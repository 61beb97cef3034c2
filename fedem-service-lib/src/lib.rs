pub mod routes;
pub mod service;
pub mod tracing;

pub use routes::error::ApiError;
pub use service::{FedemService, ServiceConfig};
use fedem_core::{Tracking, TrackingStore, TrackingStoreError};
use thiserror::Error;

#[derive(Debug, Error)]
pub enum GetTrackingError {
    #[error("{0}")]
    TrackingStoreError(#[from] TrackingStoreError),
}

pub struct GetTrackingUseCase<T> {
    tracking_store: T,
}

impl<T> GetTrackingUseCase<T>
where
    T: TrackingStore,
{
    pub fn new(tracking_store: T) -> Self {
        Self { tracking_store }
    }

    #[tracing::instrument(name = "GetTrackingUseCase::execute", skip_all)]
    pub async fn execute(&self, tracking_id: &str) -> Result<Tracking, GetTrackingError> {
        Ok(self.tracking_store.get_tracking(tracking_id).await?)
    }
}
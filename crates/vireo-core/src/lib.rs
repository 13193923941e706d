//! Vireo Core - Adaptive Streaming Client Engine
//!
//! This crate provides the per-session decision core of a streaming client:
//! - Bandwidth estimation from completed segment fetches
//! - Adaptive bitrate (ABR) level selection
//! - Buffer health monitoring with remediation policy
//! - Retry, circuit breaking, and the offline cache path
//! - Delivery endpoint scoring and failover
//! - A last-resort ordered recovery chain
//!
//! Manifest parsing, media decode, DRM, and UI are external collaborators:
//! the engine consumes a quality ladder and playback state, and emits
//! selected levels, fetch requests, and typed telemetry events.
//!
//! # Architecture
//!
//! ```text
//! ┌─────────────────────────────────────────────────────────────────┐
//! │                         Vireo Core                              │
//! ├─────────────────────────────────────────────────────────────────┤
//! │                                                                 │
//! │  ┌──────────────┐  ┌──────────────┐  ┌──────────────┐           │
//! │  │  Bandwidth   │  │    Buffer    │  │     ABR      │           │
//! │  │  Estimator   │  │   Monitor    │  │   Engine     │           │
//! │  └──────┬───────┘  └──────┬───────┘  └──────┬───────┘           │
//! │         │                 │                 │                   │
//! │         └─────────────────┼─────────────────┘                   │
//! │                           │                                     │
//! │                    ┌──────┴──────┐                              │
//! │                    │   Stream    │                              │
//! │                    │   Session   │                              │
//! │                    └──────┬──────┘                              │
//! │                           │                                     │
//! │  ┌──────────────┐  ┌──────┴──────┐  ┌──────────────┐            │
//! │  │   Endpoint   │  │  Resilience │  │   Fallback   │            │
//! │  │   Selector   │  │   Manager   │  │ Orchestrator │            │
//! │  └──────────────┘  └─────────────┘  └──────────────┘            │
//! └─────────────────────────────────────────────────────────────────┘
//! ```

pub mod abr;
pub mod bandwidth;
pub mod buffer;
pub mod config;
pub mod endpoint;
pub mod error;
pub mod events;
pub mod fallback;
pub mod resilience;
pub mod session;
pub mod types;

pub use abr::{AbrContext, AbrDecision, AbrDecisionEngine, SwitchReason};
pub use bandwidth::BandwidthEstimator;
pub use buffer::{BufferInfo, BufferMonitor, PreloadMode, RemediationAction, StallDetector, StallEvent};
pub use config::{
    AbrConfig, BufferConfig, CircuitBreakerConfig, EndpointConfig, EngineConfig, ResilienceConfig,
    RetryConfig, ScoreWeights,
};
pub use endpoint::{EndpointCandidate, EndpointProber, EndpointSelector, HttpProber, ProbeResult};
pub use error::{Error, Result};
pub use events::{EngineEvent, TelemetryRecord, TelemetrySink};
pub use fallback::{FallbackContext, FallbackOrchestrator, RecoveryAction};
pub use resilience::{
    CircuitBreaker, CircuitState, HttpTransport, NetworkResilienceManager, RetryPolicy,
    SegmentCache, SegmentRequest, Transport,
};
pub use session::StreamSession;
pub use types::*;

/// Library version
pub const VERSION: &str = env!("CARGO_PKG_VERSION");

/// Initialize the engine library with default configuration
pub fn init() {
    tracing::info!(version = VERSION, "Vireo Core initialized");
}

++++++++++++++++++++

● **WHAT TO DO**
Retype the listing. Match it exactly.

● **TASK RESPONSE**
repository 61beb97cef3034c2
filename fedem-service-lib/src/lib.rs
pub mod routes;
pub mod service;
pub mod tracing;

pub use routes::error::ApiError;
pub use service::{FedemService, ServiceConfig};
use fedem_core::{Tracking, TrackingStore, TrackingStoreError};
use thiserror::Error;

#[derive(Debug, Error)]
pub enum GetTrackingError {
    #[error("{0}")]
    TrackingStoreError(#[from] TrackingStoreError),
}

pub struct GetTrackingUseCase<T> {
    tracking_store: T,
}

impl<T> GetTrackingUseCase<T>
where
    T: TrackingStore,
{
    pub fn new(tracking_store: T) -> Self {
        Self { tracking_store }
    }

    #[tracing::instrument(name = "GetTrackingUseCase::execute", skip_all)]
    pub async fn execute(&self, tracking_id: &str) -> Result<Tracking, GetTrackingError> {
        Ok(self.tracking_store.get_tracking(tracking_id).await?)
    }
}
filename crates/vireo-core/src/lib.rs
repository 13193923941e706d
//! Vireo Core - Adaptive Streaming Client Engine
//!
//! This crate provides the per-session decision core of a streaming client:
//! - Bandwidth estimation from completed segment fetches
//! - Adaptive bitrate (ABR) level selection
//! - Buffer health monitoring with remediation policy
//! - Retry, circuit breaking, and the offline cache path
//! - Delivery endpoint scoring and failover
//! - A last-resort ordered recovery chain
//!
//! Manifest parsing, media decode, DRM, and UI are external collaborators:
//! the engine consumes a quality ladder and playback state, and emits
//! selected levels, fetch requests, and typed telemetry events.
//!
//! # Architecture
//!
//! ```text
//! ┌─────────────────────────────────────────────────────────────────┐
//! │                         Vireo Core                              │
//! ├─────────────────────────────────────────────────────────────────┤
//! │                                                                 │
//! │  ┌──────────────┐  ┌──────────────┐  ┌──────────────┐           │
//! │  │  Bandwidth   │  │    Buffer    │  │     ABR      │           │
//! │  │  Estimator   │  │   Monitor    │  │   Engine     │           │
//! │  └──────┬───────┘  └──────┬───────┘  └──────┬───────┘           │
//! │         │                 │                 │                   │
//! │         └─────────────────┼─────────────────┘                   │
//! │                           │                                     │
//! │                    ┌──────┴──────┐                              │
//! │                    │   Stream    │                              │
//! │                    │   Session   │                              │
//! │                    └──────┬──────┘                              │
//! │                           │                                     │
//! │  ┌──────────────┐  ┌──────┴──────┐  ┌──────────────┐            │
//! │  │   Endpoint   │  │  Resilience │  │   Fallback   │            │
//! │  │   Selector   │  │   Manager   │  │ Orchestrator │            │
//! │  └──────────────┘  └─────────────┘  └──────────────┘            │
//! └─────────────────────────────────────────────────────────────────┘
//! ```

pub mod abr;
pub mod bandwidth;
pub mod buffer;
pub mod config;
pub mod endpoint;
pub mod error;
pub mod events;
pub mod fallback;
pub mod resilience;
pub mod session;
pub mod types;

pub use abr::{AbrContext, AbrDecision, AbrDecisionEngine, SwitchReason};
pub use bandwidth::BandwidthEstimator;
pub use buffer::{BufferInfo, BufferMonitor, PreloadMode, RemediationAction, StallDetector, StallEvent};
pub use config::{
    AbrConfig, BufferConfig, CircuitBreakerConfig, EndpointConfig, EngineConfig, ResilienceConfig,
    RetryConfig, ScoreWeights,
};
pub use endpoint::{EndpointCandidate, EndpointProber, EndpointSelector, HttpProber, ProbeResult};
pub use error::{Error, Result};
pub use events::{EngineEvent, TelemetryRecord, TelemetrySink};
pub use fallback::{FallbackContext, FallbackOrchestrator, RecoveryAction};
pub use resilience::{
    CircuitBreaker, CircuitState, HttpTransport, NetworkResilienceManager, RetryPolicy,
    SegmentCache, SegmentRequest, Transport,
};
pub use session::StreamSession;
pub use types::*;

/// Library version
pub const VERSION: &str = env!("CARGO_PKG_VERSION");

/// Initialize the engine library with default configuration
pub fn init() {
    tracing::info!(version = VERSION, "Vireo Core initialized");
}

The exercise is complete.